Now let’s dive deeper into the tangible benefits of purchasing local produce in season. One of the greatest benefits can be seen in your wallet! Produce purchased in season tends to be less expensive than the same item purchased out of season. This can be attributed to plentiful supply and decreased transportation costs. Next time you head to the grocery store, be on the lookout for fresh berries, zucchini, and stone fruits that will likely be on sale during summer months.

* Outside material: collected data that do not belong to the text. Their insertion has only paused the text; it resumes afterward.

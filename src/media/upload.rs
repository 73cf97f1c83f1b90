use std::sync::{
    atomic::{AtomicBool, Ordering},
    Arc,
};

use base64::{engine::general_purpose::STANDARD, Engine as _};
use bytes::Bytes;
use rand::Rng;
use time::OffsetDateTime;
use tracing::{debug, info};

use crate::{error::AppError, storage::StorageClient};

pub const MAX_UPLOAD_BYTES: usize = 10 * 1024 * 1024;

const KEY_ALPHABET: &[u8] = b"0123456789abcdefghijklmnopqrstuvwxyz";
const KEY_SUFFIX_LEN: usize = 10;

/// A file picked, dropped, or captured by the client.
#[derive(Debug, Clone)]
pub struct UploadFile {
    pub file_name: String,
    pub content_type: String,
    pub bytes: Bytes,
}

impl UploadFile {
    /// Parses a `data:<mime>;base64,<payload>` URL.
    pub fn from_data_url(name_stem: &str, data_url: &str) -> Result<Self, AppError> {
        let invalid = || AppError::Validation("invalid data URL".into());
        let rest = data_url.strip_prefix("data:").ok_or_else(invalid)?;
        let (meta, payload) = rest.split_once(',').ok_or_else(invalid)?;
        let content_type = meta.strip_suffix(";base64").ok_or_else(invalid)?;
        let bytes = STANDARD.decode(payload.trim()).map_err(|_| invalid())?;
        let ext = ext_from_mime(content_type).unwrap_or("png");
        Ok(Self {
            file_name: format!("{}.{}", name_stem, ext),
            content_type: content_type.to_string(),
            bytes: Bytes::from(bytes),
        })
    }
}

/// The only two rules: an `image/*` type and at most 10 MiB.
pub fn validate(file: &UploadFile) -> Result<(), AppError> {
    if !file.content_type.starts_with("image/") {
        return Err(AppError::Validation("file must be an image".into()));
    }
    if file.bytes.len() > MAX_UPLOAD_BYTES {
        return Err(AppError::Validation(
            "file must not be larger than 10MB".into(),
        ));
    }
    Ok(())
}

/// `{unix_millis}-{random base36}.{ext}`, the extension taken from the original name.
pub fn object_key(file: &UploadFile, now: OffsetDateTime) -> String {
    let millis = now.unix_timestamp_nanos() / 1_000_000;
    let mut rng = rand::thread_rng();
    let suffix: String = (0..KEY_SUFFIX_LEN)
        .map(|_| KEY_ALPHABET[rng.gen_range(0..KEY_ALPHABET.len())] as char)
        .collect();
    format!("{}-{}.{}", millis, suffix, extension(file))
}

fn extension(file: &UploadFile) -> String {
    file.file_name
        .rsplit_once('.')
        .map(|(_, ext)| ext.to_ascii_lowercase())
        .filter(|ext| !ext.is_empty() && ext.chars().all(|c| c.is_ascii_alphanumeric()))
        .or_else(|| ext_from_mime(&file.content_type).map(str::to_string))
        .unwrap_or_else(|| "bin".into())
}

pub(crate) fn ext_from_mime(ct: &str) -> Option<&'static str> {
    match ct {
        "image/jpeg" | "image/jpg" => Some("jpg"),
        "image/png" => Some("png"),
        "image/webp" => Some("webp"),
        "image/heic" => Some("heic"),
        _ => None,
    }
}

/// Uploads images to object storage, one at a time per instance.
pub struct MediaUploader {
    storage: Arc<dyn StorageClient>,
    in_flight: AtomicBool,
}

struct InFlight<'a>(&'a AtomicBool);

impl Drop for InFlight<'_> {
    fn drop(&mut self) {
        self.0.store(false, Ordering::Release);
    }
}

impl MediaUploader {
    pub fn new(storage: Arc<dyn StorageClient>) -> Self {
        Self {
            storage,
            in_flight: AtomicBool::new(false),
        }
    }

    pub fn is_uploading(&self) -> bool {
        self.in_flight.load(Ordering::Acquire)
    }

    /// Validates, stores under a fresh key, and returns the durable public URL.
    pub async fn upload(&self, file: UploadFile) -> Result<String, AppError> {
        validate(&file)?;
        if self.in_flight.swap(true, Ordering::AcqRel) {
            return Err(AppError::Conflict("an upload is already in progress".into()));
        }
        let _guard = InFlight(&self.in_flight);

        let key = object_key(&file, OffsetDateTime::now_utc());
        debug!(%key, size = file.bytes.len(), "uploading image");
        let path = self
            .storage
            .put_object(&key, file.bytes, &file.content_type)
            .await
            .map_err(|e| AppError::Upload(format!("{:#}", e)))?;
        let url = self.storage.public_url(&path);
        info!(%key, "image uploaded");
        Ok(url)
    }
}
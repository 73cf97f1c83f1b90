use anyhow::Context;
use axum::{
    extract::{Path, Query, State},
    http::StatusCode,
    routing::get,
    Json, Router,
};
use tracing::{info, instrument, warn};
use uuid::Uuid;

use super::dto::{HistoryQuery, SaveScanRequest, ScanDetail, UpdateScanRequest};
use super::model::{Scan, ScanDraft};
use crate::{
    auth::AuthUser,
    error::AppError,
    history::{HistoryEngine, HistoryPage, HistoryStats},
    profile,
    state::AppState,
};

pub fn scan_routes() -> Router<AppState> {
    Router::new()
        .route("/scans", get(list_scans).post(save_scan))
        .route("/scans/stats", get(scan_stats))
        .route(
            "/scans/:id",
            get(get_scan).put(update_scan).delete(delete_scan),
        )
}

/// Loads the caller's history and applies the list filters.
pub(crate) async fn load_history(
    state: &AppState,
    user_id: Uuid,
    query: &HistoryQuery,
) -> Result<HistoryEngine, AppError> {
    let mut engine = HistoryEngine::new(state.scans.clone(), user_id, state.config.history_page_size);
    engine.load().await?;
    let view = engine.view_mut();
    view.set_query(query.q.clone());
    view.set_sort_order(query.sort);
    if let Some(page) = query.page {
        view.set_page(page);
    }
    Ok(engine)
}

/// Owner-scoped lookup; someone else's scan is indistinguishable from a missing one.
pub(crate) async fn owned_scan(state: &AppState, user_id: Uuid, id: Uuid) -> Result<Scan, AppError> {
    state
        .scans
        .get(user_id, id)
        .await
        .context("get scan")?
        .ok_or(AppError::NotFound("Scan"))
}

#[instrument(skip(state))]
pub async fn list_scans(
    State(state): State<AppState>,
    AuthUser(user_id): AuthUser,
    Query(query): Query<HistoryQuery>,
) -> Result<Json<HistoryPage>, AppError> {
    let engine = load_history(&state, user_id, &query).await?;
    Ok(Json(HistoryPage::from(engine.view())))
}

#[instrument(skip(state))]
pub async fn scan_stats(
    State(state): State<AppState>,
    AuthUser(user_id): AuthUser,
) -> Result<Json<HistoryStats>, AppError> {
    let scans = state
        .scans
        .list_by_user(user_id)
        .await
        .context("load scan history")?;
    Ok(Json(HistoryStats::of(&scans)))
}

#[instrument(skip(state, body))]
pub async fn save_scan(
    State(state): State<AppState>,
    AuthUser(user_id): AuthUser,
    Json(body): Json<SaveScanRequest>,
) -> Result<(StatusCode, Json<Scan>), AppError> {
    let draft = ScanDraft::from(body);
    draft.validate().map_err(AppError::Validation)?;
    state.image_origin.check(&draft.image_url)?;

    let scan = state
        .scans
        .insert(user_id, &draft)
        .await
        .map_err(|e| AppError::Persistence(format!("{:#}", e)))?;
    info!(%user_id, scan_id = %scan.id, "scan saved");
    Ok((StatusCode::CREATED, Json(scan)))
}

#[instrument(skip(state))]
pub async fn get_scan(
    State(state): State<AppState>,
    AuthUser(user_id): AuthUser,
    Path(id): Path<Uuid>,
) -> Result<Json<ScanDetail>, AppError> {
    let scan = owned_scan(&state, user_id, id).await?;
    let user_name = profile::display_name(&state.db, user_id)
        .await
        .unwrap_or_else(|e| {
            warn!(error = %e, "display name lookup failed");
            None
        });
    Ok(Json(ScanDetail { scan, user_name }))
}

#[instrument(skip(state, body))]
pub async fn update_scan(
    State(state): State<AppState>,
    AuthUser(user_id): AuthUser,
    Path(id): Path<Uuid>,
    Json(body): Json<UpdateScanRequest>,
) -> Result<Json<Scan>, AppError> {
    body.menu_items
        .iter()
        .try_for_each(|i| i.validate())
        .and_then(|_| body.nutrition_facts.validate())
        .map_err(AppError::Validation)?;

    let scan = state
        .scans
        .update(user_id, id, &body.menu_items, &body.nutrition_facts)
        .await
        .map_err(|e| AppError::Persistence(format!("{:#}", e)))?
        .ok_or(AppError::NotFound("Scan"))?;
    info!(%user_id, scan_id = %id, "scan updated");
    Ok(Json(scan))
}

#[instrument(skip(state))]
pub async fn delete_scan(
    State(state): State<AppState>,
    AuthUser(user_id): AuthUser,
    Path(id): Path<Uuid>,
) -> Result<StatusCode, AppError> {
    let mut engine = HistoryEngine::new(state.scans.clone(), user_id, state.config.history_page_size);
    engine.delete(id).await?;
    Ok(StatusCode::NO_CONTENT)
}
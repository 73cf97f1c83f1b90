use serde::{Deserialize, Serialize};

use crate::scans::model::ScanDraft;

/// Request body for `POST /analyze`.
#[derive(Debug, Deserialize)]
pub struct AnalyzeRequest {
    #[serde(alias = "imageUrl")]
    pub image_url: String,
}

/// One camera frame, raw RGBA pixels in base64.
#[derive(Debug, Deserialize)]
pub struct CaptureRequest {
    pub width: u32,
    pub height: u32,
    pub rgba_base64: String,
}

/// Result of a review edit. `applied` is false for an out-of-range index.
#[derive(Debug, Serialize)]
pub struct DraftEditResponse {
    pub applied: bool,
    pub draft: ScanDraft,
}
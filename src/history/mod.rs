pub mod engine;
pub mod stats;
pub mod view;

pub use engine::HistoryEngine;
pub use stats::HistoryStats;
pub use view::{search_date, HistoryPage, HistoryView, SortOrder};
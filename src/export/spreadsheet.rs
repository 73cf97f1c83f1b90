//! Spreadsheet export of scan history.

use rust_xlsxwriter::{Format, Workbook, XlsxError};
use time::{format_description::FormatItem, macros::format_description, Date, OffsetDateTime};

use crate::scans::model::{Nutrient, Scan};

pub const SHEET_NAME: &str = "Nutrition History";
pub const HEADER: [&str; 8] = [
    "Date",
    "Food Items",
    "Calories",
    "Protein",
    "Fat",
    "Carbs",
    "Sodium",
    "Fiber",
];
const COLUMN_WIDTH: f64 = 15.0;

const ROW_DATE: &[FormatItem<'static>] = format_description!(
    "[month padding:none]/[day padding:none]/[year], [hour repr:12 padding:none]:[minute]:[second] [period]"
);

#[derive(Debug, Clone, PartialEq)]
pub struct SheetRow {
    pub date: String,
    pub items: String,
    /// Summary values in `Nutrient::ALL` order.
    pub values: [f64; 6],
}

pub fn sheet_row(scan: &Scan) -> SheetRow {
    let summary = scan.nutrition_facts.summary();
    SheetRow {
        date: scan
            .scan_date
            .format(ROW_DATE)
            .unwrap_or_else(|_| scan.scan_date.to_string()),
        items: scan.item_names().join(", "),
        values: Nutrient::ALL.map(|n| summary.get(n)),
    }
}

/// Builds the workbook. `Ok(None)` when there is nothing to export.
pub fn export_to_spreadsheet(scans: &[&Scan]) -> Result<Option<Vec<u8>>, XlsxError> {
    if scans.is_empty() {
        return Ok(None);
    }

    let mut workbook = Workbook::new();
    let sheet = workbook.add_worksheet();
    sheet.set_name(SHEET_NAME)?;

    let bold = Format::new().set_bold();
    for (col, title) in HEADER.iter().enumerate() {
        sheet.write_string_with_format(0, col as u16, *title, &bold)?;
        sheet.set_column_width(col as u16, COLUMN_WIDTH)?;
    }

    for (i, scan) in scans.iter().enumerate() {
        let row = (i + 1) as u32;
        let r = sheet_row(scan);
        sheet.write_string(row, 0, r.date)?;
        sheet.write_string(row, 1, r.items)?;
        for (j, v) in r.values.iter().enumerate() {
            sheet.write_number(row, (j + 2) as u16, *v)?;
        }
    }

    workbook.save_to_buffer().map(Some)
}

pub fn export_file_name(today: Date) -> String {
    format!("nutrition-history-{}.xlsx", today)
}

pub fn export_file_name_now() -> String {
    export_file_name(OffsetDateTime::now_utc().date())
}
mod dto;
pub mod handlers;
pub mod repo;

use crate::state::AppState;
use axum::Router;

pub use repo::{display_name, Profile, ProfileWithSppg, Sppg};

pub fn router() -> Router<AppState> {
    handlers::profile_routes()
}
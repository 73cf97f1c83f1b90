use std::time::{Duration, Instant};

use bytes::Bytes;
use dashmap::DashMap;
use tracing::debug;
use uuid::Uuid;

pub const DEFAULT_CARD_TTL: Duration = Duration::from_secs(15 * 60);

#[derive(Debug, Clone)]
pub struct ShareCard {
    pub owner: Uuid,
    pub png: Bytes,
    pub file_name: String,
    created: Instant,
}

/// Rendered share cards, addressable by id until revoked or expired.
pub struct ShareCardRegistry {
    cards: DashMap<Uuid, ShareCard>,
    ttl: Duration,
}

impl Default for ShareCardRegistry {
    fn default() -> Self {
        Self::new(DEFAULT_CARD_TTL)
    }
}

impl ShareCardRegistry {
    pub fn new(ttl: Duration) -> Self {
        Self {
            cards: DashMap::new(),
            ttl,
        }
    }

    fn sweep(&self) {
        let before = self.cards.len();
        self.cards.retain(|_, c| c.created.elapsed() < self.ttl);
        let swept = before.saturating_sub(self.cards.len());
        if swept > 0 {
            debug!(swept, "expired share cards dropped");
        }
    }

    pub fn register(&self, owner: Uuid, png: Bytes, file_name: String) -> Uuid {
        self.sweep();
        let id = Uuid::new_v4();
        self.cards.insert(
            id,
            ShareCard {
                owner,
                png,
                file_name,
                created: Instant::now(),
            },
        );
        id
    }

    /// The card, if it exists, belongs to `owner` and has not expired.
    pub fn get(&self, owner: Uuid, id: Uuid) -> Option<ShareCard> {
        self.cards
            .get(&id)
            .filter(|c| c.owner == owner && c.created.elapsed() < self.ttl)
            .map(|c| c.value().clone())
    }

    pub fn revoke(&self, owner: Uuid, id: Uuid) -> bool {
        self.cards.remove_if(&id, |_, c| c.owner == owner).is_some()
    }

    pub fn len(&self) -> usize {
        self.cards.len()
    }

    pub fn is_empty(&self) -> bool {
        self.cards.is_empty()
    }
}

pub fn card_url(id: Uuid) -> String {
    format!("/api/v1/share-cards/{}", id)
}
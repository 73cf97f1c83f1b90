use axum::{
    http::StatusCode,
    response::{IntoResponse, Response},
    Json,
};
use serde_json::json;
use thiserror::Error;

/// Errors surfaced to API callers. Every collaborator failure is converted into one
/// of these before it leaves the service layer.
#[derive(Error, Debug)]
pub enum AppError {
    #[error("{0}")]
    Validation(String),

    #[error("Upload failed: {0}")]
    Upload(String),

    #[error("Food detection failed: {0}")]
    Detection(String),

    #[error("Nutrition analysis failed: {0}")]
    NutritionComputation(String),

    #[error("Failed to save scan: {0}")]
    Persistence(String),

    #[error("{0}")]
    Authorization(String),

    #[error("{0} not found")]
    NotFound(&'static str),

    #[error("{0}")]
    Conflict(String),

    #[error("Internal error: {0}")]
    Internal(#[from] anyhow::Error),
}

impl AppError {
    pub fn status(&self) -> StatusCode {
        match self {
            AppError::Validation(_) => StatusCode::BAD_REQUEST,
            AppError::Upload(_) | AppError::Detection(_) | AppError::NutritionComputation(_) => {
                StatusCode::BAD_GATEWAY
            }
            AppError::Persistence(_) | AppError::Internal(_) => StatusCode::INTERNAL_SERVER_ERROR,
            AppError::Authorization(_) => StatusCode::UNAUTHORIZED,
            AppError::NotFound(_) => StatusCode::NOT_FOUND,
            AppError::Conflict(_) => StatusCode::CONFLICT,
        }
    }
}

impl IntoResponse for AppError {
    fn into_response(self) -> Response {
        let status = self.status();
        if status.is_server_error() {
            tracing::error!(error = %self, %status, "request failed");
        } else {
            tracing::warn!(error = %self, %status, "request rejected");
        }

        (status, Json(json!({ "error": self.to_string() }))).into_response()
    }
}

impl From<sqlx::Error> for AppError {
    fn from(e: sqlx::Error) -> Self {
        match e {
            sqlx::Error::RowNotFound => AppError::NotFound("Record"),
            other => AppError::Internal(anyhow::Error::new(other).context("database")),
        }
    }
}
use anyhow::Context;
use async_trait::async_trait;
use aws_config::{defaults, BehaviorVersion};
use aws_credential_types::Credentials;
use aws_sdk_s3::{
    config::{Builder as S3ConfigBuilder, Region},
    Client,
};
use aws_smithy_types::byte_stream::ByteStream;
use bytes::Bytes;

use crate::config::StorageConfig;

/// Object storage collaborator: stores bytes under a key and hands out durable URLs.
#[async_trait]
pub trait StorageClient: Send + Sync {
    /// Stores the object and returns the path it can be addressed by.
    async fn put_object(&self, key: &str, body: Bytes, content_type: &str)
        -> anyhow::Result<String>;
    fn public_url(&self, path: &str) -> String;
}

#[derive(Clone)]
pub struct Storage {
    client: Client,
    bucket: String,
    public_base_url: String,
}

impl Storage {
    pub async fn new(cfg: &StorageConfig) -> anyhow::Result<Self> {
        let shared = defaults(BehaviorVersion::latest())
            .region(Region::new(cfg.region.clone()))
            .credentials_provider(Credentials::new(
                &cfg.access_key,
                &cfg.secret_key,
                None,
                None,
                "static",
            ))
            .endpoint_url(&cfg.endpoint)
            .load()
            .await;

        let conf = S3ConfigBuilder::from(&shared)
            .endpoint_url(&cfg.endpoint)
            .force_path_style(true)
            .build();

        Ok(Self {
            client: Client::from_conf(conf),
            bucket: cfg.bucket.clone(),
            public_base_url: cfg.public_base_url.trim_end_matches('/').to_string(),
        })
    }
}

#[async_trait]
impl StorageClient for Storage {
    async fn put_object(
        &self,
        key: &str,
        body: Bytes,
        content_type: &str,
    ) -> anyhow::Result<String> {
        self.client
            .put_object()
            .bucket(&self.bucket)
            .key(key)
            .body(ByteStream::from(body))
            .content_type(content_type)
            .cache_control("max-age=3600")
            .send()
            .await
            .with_context(|| format!("s3 put_object {}", key))?;
        Ok(key.to_string())
    }

    fn public_url(&self, path: &str) -> String {
        format!("{}/{}", self.public_base_url, path.trim_start_matches('/'))
    }
}
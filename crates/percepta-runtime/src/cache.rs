//! [`SensorStreamCache`] – the latest synchronized frame pair.
//!
//! The cache slot and the run-exclusivity lock are the *same* mutex, so the
//! busy check and the lock acquisition are one atomic `try_lock` instead of
//! two separate boolean tests that could race.
//!
//! Write policy is drop-if-busy: a frame arriving while a detection run
//! holds the lock is silently discarded, leaving the last *confirmed* frame
//! in place (not the last *arrived* one).  The stream-arrival path never
//! blocks.

use std::sync::Arc;

use tokio::sync::{Mutex, OwnedMutexGuard};
use tracing::debug;

use percepta_types::SensorFrame;

/// Shared cache handle.  Clone it cheaply; all clones share the slot.
#[derive(Clone, Debug, Default)]
pub struct SensorStreamCache {
    slot: Arc<Mutex<Option<SensorFrame>>>,
}

impl SensorStreamCache {
    pub fn new() -> Self {
        Self::default()
    }

    /// Store `frame` as the latest value, unless a run currently holds the
    /// exclusive lock — then the update is dropped.
    ///
    /// Returns whether the frame was stored.  Never blocks.
    pub fn offer(&self, frame: SensorFrame) -> bool {
        match self.slot.try_lock() {
            Ok(mut guard) => {
                *guard = Some(frame);
                true
            }
            Err(_) => {
                debug!("sensor frame dropped: a detection run holds the data lock");
                false
            }
        }
    }

    /// Atomically test-and-acquire the exclusive run lock.
    ///
    /// `None` means another run already holds it (the busy condition).  The
    /// returned guard keeps the lock for its whole lifetime and is released
    /// on drop, on every exit path.
    pub fn try_acquire(&self) -> Option<FrameGuard> {
        self.slot.clone().try_lock_owned().ok().map(FrameGuard)
    }
}

/// Exclusive access to the cached frame for the duration of one run.
#[derive(Debug)]
pub struct FrameGuard(OwnedMutexGuard<Option<SensorFrame>>);

impl FrameGuard {
    /// The cached frame, if any has been confirmed.
    pub fn frame(&self) -> Option<&SensorFrame> {
        self.0.as_ref()
    }

    /// Invalidate the cached frame so the next run needs fresh data.
    pub fn clear(&mut self) {
        *self.0 = None;
    }
}

#[cfg(test)]
mod tests {
    use super::*;
    use chrono::Utc;
    use percepta_types::{CameraImage, OrganizedCloud};

    fn frame(tag: u32) -> SensorFrame {
        SensorFrame {
            image: CameraImage {
                width: tag,
                height: 1,
                data: vec![],
                stamp: Utc::now(),
            },
            cloud: OrganizedCloud {
                width: tag,
                height: 1,
                points: vec![None; tag as usize],
                frame_id: "camera_link".to_string(),
                stamp: Utc::now(),
            },
        }
    }

    #[test]
    fn empty_cache_acquires_with_no_frame() {
        let cache = SensorStreamCache::new();
        let guard = cache.try_acquire().unwrap();
        assert!(guard.frame().is_none());
    }

    #[test]
    fn offer_then_acquire_sees_latest_frame() {
        let cache = SensorStreamCache::new();
        assert!(cache.offer(frame(1)));
        assert!(cache.offer(frame(2)));
        let guard = cache.try_acquire().unwrap();
        assert_eq!(guard.frame().unwrap().image.width, 2);
    }

    #[test]
    fn offer_is_dropped_while_lock_held() {
        let cache = SensorStreamCache::new();
        assert!(cache.offer(frame(1)));

        let guard = cache.try_acquire().unwrap();
        // Update arrives mid-run: dropped, last confirmed frame stays.
        assert!(!cache.offer(frame(2)));
        assert_eq!(guard.frame().unwrap().image.width, 1);

        drop(guard);
        let guard = cache.try_acquire().unwrap();
        assert_eq!(guard.frame().unwrap().image.width, 1);
    }

    #[test]
    fn second_acquire_fails_while_guard_lives() {
        let cache = SensorStreamCache::new();
        let guard = cache.try_acquire().unwrap();
        assert!(cache.try_acquire().is_none());
        drop(guard);
        assert!(cache.try_acquire().is_some());
    }

    #[test]
    fn clear_invalidates_the_frame() {
        let cache = SensorStreamCache::new();
        cache.offer(frame(1));
        let mut guard = cache.try_acquire().unwrap();
        guard.clear();
        drop(guard);
        let guard = cache.try_acquire().unwrap();
        assert!(guard.frame().is_none());
    }
}
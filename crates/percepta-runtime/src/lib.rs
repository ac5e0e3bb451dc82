//! `percepta-runtime` – Execution control
//!
//! Owns the single-flight discipline around the recognition pipeline: the
//! sensor stream cache with its drop-if-busy write policy, the per-run
//! single-assignment slot for the externally-recognized cloud list, and the
//! goal executor that admits at most one detection run at a time.
//!
//! # Modules
//!
//! - [`cache`] – [`SensorStreamCache`][cache::SensorStreamCache]: the latest
//!   synchronized frame pair, guarded by the run-exclusivity lock.
//! - [`slot`] – [`SingleAssignSlot`][slot::SingleAssignSlot]: first writer
//!   wins, later writes observed and discarded.
//! - [`config`] – [`RecognitionConfig`][config::RecognitionConfig]: all
//!   pipeline tunables with their defaults.
//! - [`executor`] – [`GoalExecutor`][executor::GoalExecutor]: the
//!   `Idle → Admitted → Running → Idle` state machine.

pub mod cache;
pub mod config;
pub mod executor;
pub mod slot;

pub use cache::{FrameGuard, SensorStreamCache};
pub use config::RecognitionConfig;
pub use executor::{Collaborators, GoalExecutor};
pub use slot::SingleAssignSlot;
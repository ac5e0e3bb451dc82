//! [`RegionOfInterestFilter`] – spatial envelope check on fused objects.
//!
//! Objects whose position along the configured axis falls outside
//! `[min_bound, max_bound]` are relabeled [`DECOY`][percepta_types::DECOY];
//! they stay in the list so later stages and downstream consumers still see
//! them.  Runs after fusion and before pose normalization.

use serde::Deserialize;
use tracing::warn;

use percepta_types::FusedObjectList;

/// Envelope bounds along the x axis of the target frame.
#[derive(Debug, Clone, Copy, PartialEq, Deserialize)]
#[serde(default)]
pub struct RoiFilterConfig {
    pub enabled: bool,
    /// Closest accepted x position (metres).
    pub min_bound: f32,
    /// Farthest accepted x position (metres).
    pub max_bound: f32,
}

impl Default for RoiFilterConfig {
    fn default() -> Self {
        Self {
            enabled: false,
            min_bound: 0.335,
            max_bound: 0.80,
        }
    }
}

/// Applies the envelope check when enabled.
#[derive(Debug, Default)]
pub struct RegionOfInterestFilter {
    config: RoiFilterConfig,
}

impl RegionOfInterestFilter {
    pub fn new(config: RoiFilterConfig) -> Self {
        Self { config }
    }

    /// Relabel every out-of-envelope object.  Never removes entries.
    pub fn apply(&self, list: &mut FusedObjectList) {
        if !self.config.enabled {
            return;
        }
        for object in list.objects.iter_mut() {
            let x = object.pose.pose.position.x;
            if x < self.config.min_bound || x > self.config.max_bound {
                warn!(name = %object.name, x, "object out of the region of interest");
                object.reject();
            }
        }
    }
}

#[cfg(test)]
mod tests {
    use super::*;
    use percepta_types::{
        FusedObject, ObjectClass, Pose, PoseStamped, ProvenanceId, Vec3, DECOY,
    };

    fn object_at(x: f32) -> FusedObject {
        FusedObject {
            name: "F20_20_G".to_string(),
            class: ObjectClass::Generic,
            pose: PoseStamped::new(
                Pose::new(Vec3::new(x, 0.0, 0.0), Default::default()),
                "base_link",
            ),
            probability: 0.9,
            id: ProvenanceId(100),
            workstation: "WS01".to_string(),
            view: None,
        }
    }

    fn list_with(xs: &[f32]) -> FusedObjectList {
        let mut list = FusedObjectList::new("WS01");
        list.objects = xs.iter().map(|x| object_at(*x)).collect();
        list
    }

    #[test]
    fn disabled_filter_touches_nothing() {
        let filter = RegionOfInterestFilter::new(RoiFilterConfig::default());
        let mut list = list_with(&[10.0]);
        filter.apply(&mut list);
        assert!(!list.objects[0].is_decoy());
    }

    #[test]
    fn out_of_envelope_is_relabeled_not_removed() {
        let filter = RegionOfInterestFilter::new(RoiFilterConfig {
            enabled: true,
            ..RoiFilterConfig::default()
        });
        let mut list = list_with(&[0.1, 0.5, 2.0]);
        filter.apply(&mut list);
        assert_eq!(list.objects.len(), 3);
        assert_eq!(list.objects[0].name, DECOY); // below min
        assert_eq!(list.objects[1].name, "F20_20_G"); // inside
        assert_eq!(list.objects[2].name, DECOY); // above max
    }

    #[test]
    fn provenance_survives_relabeling() {
        let filter = RegionOfInterestFilter::new(RoiFilterConfig {
            enabled: true,
            ..RoiFilterConfig::default()
        });
        let mut list = list_with(&[5.0]);
        filter.apply(&mut list);
        assert_eq!(list.objects[0].id, ProvenanceId(100));
    }
}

Consuming in season fruits and vegetables, especially locally grown, is best for the environment due to decreased emissions as a result of decreased transportation. When you purchase produce from the grocery store that is not in season, the chances of it being grown out of the state or country are high. This produce would have been transported either by truck or plane in order to reach your grocery store, resulting in much higher levels of carbon dioxide emissions compared to produce that was locally grown. However, this does not mean you need to purchase from a farmers market or local farm. Grocery stores are purchasing more and more produce from local suppliers – to your benefit!
With seemingly endless options of fruits and vegetables available in supermarkets, knowing what produce is in season before grocery shopping will help you make the best selections from produce that is in peak season.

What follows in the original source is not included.